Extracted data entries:
• • • • • • •

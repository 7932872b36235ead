//! The expression evaluator.
//!
//! A single pass over the text: the tokenizer scans characters into tokens,
//! resolving names against the symbol table as it goes, and the grammar
//! computes values directly while descending, with no intermediate tree.
//!
//! The grammar, highest recursion first:
//!
//! ```text
//! expr  :=  term   [ ('+' | '-') expr ]
//! term  :=  fact   [ ('*' | '/' | '\') term ]
//! fact  :=  item   [ '^' fact ]
//! item  :=  [ '+' | '-' ] primary  [ '%' ... ]
//! ```
//!
//! Binary operators at one level associate to the right, so `2 - 3 - 4` is
//! `2 - (3 - 4)` and `2 ^ 3 ^ 2` is `2 ^ (3 ^ 2)`. Unary minus binds a whole
//! factor, so `-2 ^ 2` is `-(2 ^ 2)`. Postfix `%` divides by one hundred and
//! may be repeated.

mod grammar;
mod tokenizer;

pub mod context;

pub use context::EvalContext;
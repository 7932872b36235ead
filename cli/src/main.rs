use std::io::{BufRead, Write};
use std::process::ExitCode;

use clap::Parser;
use reckon::{Engine, error_message};
use tracing::debug;

mod command;

use command::Command;

/// Reckon - an arithmetic expression evaluator
#[derive(Parser, Debug)]
#[command(name = "reckon")]
#[command(about = "Evaluate arithmetic expressions", long_about = None)]
struct Args {
    /// Expression to evaluate (if not provided, starts an interactive session)
    expression: Option<String>,
}

const HELP: &str = "\
Enter an expression to evaluate it.

  expr           evaluate an expression, e.g. 2 + 3 * 4
  name = expr    evaluate and store the result in a variable
  name?  or  ?name   show a variable's value
  ?              list all variables
  help           show this help
  quit           leave (also: exit, done)

Operators: + - * / \\ (modulo) ^ (power), postfix % (percent).
Built-in functions include sin, cos, sqrt, ln, log, min, max, avg and more.";

fn main() -> ExitCode {
    tracing_subscriber::fmt()
        .with_env_filter(
            tracing_subscriber::EnvFilter::try_from_default_env()
                .unwrap_or_else(|_| tracing_subscriber::EnvFilter::new("warn")),
        )
        .with_writer(std::io::stderr)
        .init();

    let args = Args::parse();
    let mut engine = Engine::with_default_env();

    if let Some(expression) = args.expression {
        return match engine.evaluate(&expression) {
            Ok(value) => {
                println!("{value}");
                ExitCode::SUCCESS
            }
            Err(err) => {
                eprintln!("error {}: {}", err.code(), error_message(err.code()));
                ExitCode::FAILURE
            }
        };
    }

    repl(&mut engine);
    ExitCode::SUCCESS
}

fn repl(engine: &mut Engine) {
    let stdin = std::io::stdin();
    let mut stdout = std::io::stdout();
    let mut line = String::new();

    loop {
        print!("> ");
        if stdout.flush().is_err() {
            return;
        }

        line.clear();
        match stdin.lock().read_line(&mut line) {
            Ok(0) | Err(_) => return,
            Ok(_) => {}
        }
        if line.trim().is_empty() {
            continue;
        }

        match command::classify(&line) {
            Command::Quit => return,
            Command::Help => println!("{HELP}"),
            Command::List => {
                let mut bindings = Vec::new();
                engine.for_each_variable(|name, value| bindings.push((name.to_string(), value)));
                bindings.sort_by(|a, b| a.0.cmp(&b.0));
                if bindings.is_empty() {
                    println!("no variables defined");
                }
                for (name, value) in bindings {
                    println!("{name} = {value}");
                }
            }
            Command::Show(name) => match engine.get_variable(name) {
                Ok(value) => println!("{name} = {value}"),
                Err(err) => println!("{err}"),
            },
            Command::Assign { name, expr } => match engine.evaluate(expr) {
                Ok(value) => {
                    debug!(name, value, "assign");
                    match engine.set_variable(name, value) {
                        Ok(()) => println!("{name} = {value}"),
                        Err(err) => println!("{err}"),
                    }
                }
                Err(err) => println!("error {}: {}", err.code(), error_message(err.code())),
            },
            Command::Eval(expr) => match engine.evaluate(expr) {
                Ok(value) => println!("{value}"),
                Err(err) => println!("error {}: {}", err.code(), error_message(err.code())),
            },
        }
    }
}
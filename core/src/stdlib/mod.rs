//! The built-in function library.
//!
//! Rounding, trigonometry, logarithms, a pseudo-random source and a family
//! of variadic aggregates. Installation is explicit: a bare engine has no
//! built-ins until [`install`] registers them.

mod math;

use crate::function::Arity;
use crate::symbols::{DefineError, SymbolTable};

/// Signature shared by every built-in.
pub(crate) type StdFn = fn(
    &mut crate::evaluator::EvalContext<'_>,
    &mut [f64],
) -> Result<f64, crate::function::FunctionError>;

const EXACT_1: Arity = Arity::Exact(1);

/// Name, arity and implementation of every built-in.
pub(crate) const FUNCTIONS: &[(&str, Arity, StdFn)] = &[
    ("abs", EXACT_1, math::abs),
    ("int", EXACT_1, math::int),
    ("round", EXACT_1, math::round),
    ("trunc", EXACT_1, math::trunc),
    ("floor", EXACT_1, math::floor),
    ("ceil", EXACT_1, math::ceil),
    ("sign", EXACT_1, math::sign),
    ("sin", EXACT_1, math::sin),
    ("cos", EXACT_1, math::cos),
    ("tan", EXACT_1, math::tan),
    ("asin", EXACT_1, math::asin),
    ("acos", EXACT_1, math::acos),
    ("atan", EXACT_1, math::atan),
    ("sinh", EXACT_1, math::sinh),
    ("cosh", EXACT_1, math::cosh),
    ("tanh", EXACT_1, math::tanh),
    ("asinh", EXACT_1, math::asinh),
    ("acosh", EXACT_1, math::acosh),
    ("atanh", EXACT_1, math::atanh),
    ("ln", EXACT_1, math::ln),
    ("log", EXACT_1, math::log),
    ("exp", EXACT_1, math::exp),
    ("sqrt", EXACT_1, math::sqrt),
    ("deg", EXACT_1, math::deg),
    ("rad", EXACT_1, math::rad),
    ("fact", EXACT_1, math::fact),
    ("rand", Arity::Exact(0), math::rand),
    ("sum", Arity::Variadic, math::sum),
    ("min", Arity::Variadic, math::min),
    ("max", Arity::Variadic, math::max),
    ("avg", Arity::Variadic, math::avg),
    ("med", Arity::Variadic, math::med),
    ("var", Arity::Variadic, math::var),
    ("std", Arity::Variadic, math::std),
];

/// Register every built-in function in `symbols`.
///
/// Re-installing over an earlier install replaces the bindings and
/// succeeds; the only failure is a built-in name already taken by a host
/// variable.
pub fn install(symbols: &mut SymbolTable) -> Result<(), DefineError> {
    for &(name, arity, f) in FUNCTIONS {
        symbols.define_function(name, arity, Box::new(f))?;
    }
    Ok(())
}
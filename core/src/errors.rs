//! The evaluation error taxonomy.
//!
//! One evaluation produces at most one error: the first failure unwinds the
//! grammar recursion with its cause intact, and no partial result is
//! returned. Tokenizer-time errors (bad literal, unknown name, syntax) and
//! evaluator-time errors (divide by zero, argument count, function
//! evaluation) travel the same path.
//!
//! Every variant carries a stable numeric code for hosts that report errors
//! by number; [`error_message`] maps any code back to a human-readable
//! string.

use thiserror::Error;

/// An error produced while evaluating an expression.
#[derive(Debug, Clone, PartialEq, Error)]
pub enum EvalError {
    /// Unrecognized character, or a token where the grammar forbids it.
    #[error("syntax error")]
    Syntax,

    /// `/` or `\` with a right-hand operand of exactly zero.
    #[error("divide by zero")]
    DivideByZero,

    /// Identifier not present in the symbol table at tokenize time.
    #[error("unknown name `{0}`")]
    UnknownName(String),

    /// Numeric literal exceeds the maximum literal length.
    #[error("bad literal value")]
    BadLiteral,

    /// Allocator exhaustion. Kept for hosts that consume numeric codes;
    /// Rust's global allocator aborts instead of reporting failure, so no
    /// code path raises this.
    #[error("error allocating memory")]
    Memory,

    /// Reserved code, raised by no code path.
    #[error("integer convert error")]
    IntegerConvert,

    /// Reserved code: the grammar reports a missing `)` as a syntax error.
    #[error("missing close parenthesis")]
    MissingParen,

    /// `evaluate` called with empty input text.
    #[error("null expression")]
    NullExpression,

    /// A registered function signaled failure.
    #[error("error in function evaluation")]
    Function,

    /// Call-site argument count does not satisfy the declared arity.
    #[error("invalid argument count")]
    ArgumentCount,
}

impl EvalError {
    /// The stable numeric code for this error.
    pub fn code(&self) -> i32 {
        match self {
            EvalError::Syntax => 1,
            EvalError::DivideByZero => 2,
            EvalError::UnknownName(_) => 3,
            EvalError::BadLiteral => 4,
            EvalError::Memory => 5,
            EvalError::IntegerConvert => 6,
            EvalError::MissingParen => 7,
            EvalError::NullExpression => 8,
            EvalError::Function => 9,
            EvalError::ArgumentCount => 10,
        }
    }
}

/// Human-readable description of a numeric error code.
///
/// Covers every code an evaluation can produce, code `0` ("no error"), and
/// falls back to a fixed string for out-of-range values.
pub fn error_message(code: i32) -> &'static str {
    match code {
        0 => "No Error",
        1 => "Syntax Error",
        2 => "Divide By Zero",
        3 => "Unknown Name",
        4 => "Bad Literal Value",
        5 => "Error Allocating Memory",
        6 => "Integer Convert Error",
        7 => "Missing Close Parentheses",
        8 => "NULL Expression String",
        9 => "Error in Function Evaluation",
        10 => "Invalid Argument Count",
        _ => "Unknown Error Value",
    }
}

#[cfg(test)]
mod tests {
    use super::*;

    #[test]
    fn test_every_code_has_a_message() {
        for code in 0..=10 {
            assert_ne!(error_message(code), "Unknown Error Value");
        }
    }

    #[test]
    fn test_out_of_range_codes_fall_back() {
        assert_eq!(error_message(-1), "Unknown Error Value");
        assert_eq!(error_message(11), "Unknown Error Value");
    }

    #[test]
    fn test_codes_are_stable() {
        assert_eq!(EvalError::Syntax.code(), 1);
        assert_eq!(EvalError::DivideByZero.code(), 2);
        assert_eq!(EvalError::UnknownName("x".into()).code(), 3);
        assert_eq!(EvalError::ArgumentCount.code(), 10);
    }
}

• • • • • • •

Pull out all lines of the data with the string "time".

//! returned. Tokenizer-time errors (bad literal, unknown name, syntax) and
//! evaluator-time errors (divide by zero, argument count, function
    /// Identifier not present in the symbol table at tokenize time.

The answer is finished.